What is required: Please copy out every line of the data word for word.

[Saved data entries]
---*---

// SPDX-License-Identifier: MPL-2.0
//! Centralized button styles.

use crate::ui::design_tokens::{palette, radius};
use iced::widget::button;
use iced::{Background, Border, Theme};

/// Primary action button (upload, identify).
pub fn primary(_theme: &Theme, status: button::Status) -> button::Style {
    match status {
        button::Status::Active | button::Status::Pressed => button::Style {
            background: Some(Background::Color(palette::PRIMARY_500)),
            text_color: palette::WHITE,
            border: Border {
                color: palette::PRIMARY_600,
                width: 1.0,
                radius: radius::SM.into(),
            },
            ..button::Style::default()
        },
        button::Status::Hovered => button::Style {
            background: Some(Background::Color(palette::PRIMARY_400)),
            text_color: palette::WHITE,
            border: Border {
                color: palette::PRIMARY_500,
                width: 1.0,
                radius: radius::SM.into(),
            },
            ..button::Style::default()
        },
        button::Status::Disabled => disabled(),
    }
}

/// Grayed-out, non-interactive state shared by the styles above.
fn disabled() -> button::Style {
    button::Style {
        background: Some(Background::Color(palette::GRAY_200)),
        text_color: palette::GRAY_400,
        border: Border {
            color: palette::GRAY_400,
            width: 1.0,
            radius: radius::SM.into(),
        },
        ..button::Style::default()
    }
}

/// Low-emphasis inline button (the error banner's details toggle).
pub fn subtle(_theme: &Theme, status: button::Status) -> button::Style {
    let text_color = match status {
        button::Status::Hovered => palette::PRIMARY_400,
        _ => palette::GRAY_400,
    };
    button::Style {
        background: None,
        text_color,
        border: Border::default(),
        ..button::Style::default()
    }
}

/// Borderless wrapper for history thumbnails.
pub fn thumbnail(_theme: &Theme, status: button::Status) -> button::Style {
    let border = match status {
        button::Status::Hovered | button::Status::Pressed => Border {
            color: palette::PRIMARY_500,
            width: 2.0,
            radius: radius::SM.into(),
        },
        _ => Border {
            color: palette::GRAY_700,
            width: 1.0,
            radius: radius::SM.into(),
        },
    };
    button::Style {
        background: None,
        text_color: palette::WHITE,
        border,
        ..button::Style::default()
    }
}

---*---

Exercise result:
// SPDX-License-Identifier: MPL-2.0
//! Centralized button styles.

use crate::ui::design_tokens::{palette, radius};
use iced::widget::button;
use iced::{Background, Border, Theme};

/// Primary action button (upload, identify).
pub fn primary(_theme: &Theme, status: button::Status) -> button::Style {
    match status {
        button::Status::Active | button::Status::Pressed => button::Style {
            background: Some(Background::Color(palette::PRIMARY_500)),
            text_color: palette::WHITE,
            border: Border {
                color: palette::PRIMARY_600,
                width: 1.0,
                radius: radius::SM.into(),
            },
            ..button::Style::default()
        },
        button::Status::Hovered => button::Style {
            background: Some(Background::Color(palette::PRIMARY_400)),
            text_color: palette::WHITE,
            border: Border {
                color: palette::PRIMARY_500,
                width: 1.0,
                radius: radius::SM.into(),
            },
            ..button::Style::default()
        },
        button::Status::Disabled => disabled(),
    }
}

/// Grayed-out, non-interactive state shared by the styles above.
fn disabled() -> button::Style {
    button::Style {
        background: Some(Background::Color(palette::GRAY_200)),
        text_color: palette::GRAY_400,
        border: Border {
            color: palette::GRAY_400,
            width: 1.0,
            radius: radius::SM.into(),
        },
        ..button::Style::default()
    }
}

/// Low-emphasis inline button (the error banner's details toggle).
pub fn subtle(_theme: &Theme, status: button::Status) -> button::Style {
    let text_color = match status {
        button::Status::Hovered => palette::PRIMARY_400,
        _ => palette::GRAY_400,
    };
    button::Style {
        background: None,
        text_color,
        border: Border::default(),
        ..button::Style::default()
    }
}

/// Borderless wrapper for history thumbnails.
pub fn thumbnail(_theme: &Theme, status: button::Status) -> button::Style {
    let border = match status {
        button::Status::Hovered | button::Status::Pressed => Border {
            color: palette::PRIMARY_500,
            width: 2.0,
            radius: radius::SM.into(),
        },
        _ => Border {
            color: palette::GRAY_700,
            width: 1.0,
            radius: radius::SM.into(),
        },
    };
    button::Style {
        background: None,
        text_color: palette::WHITE,
        border,
        ..button::Style::default()
    }
}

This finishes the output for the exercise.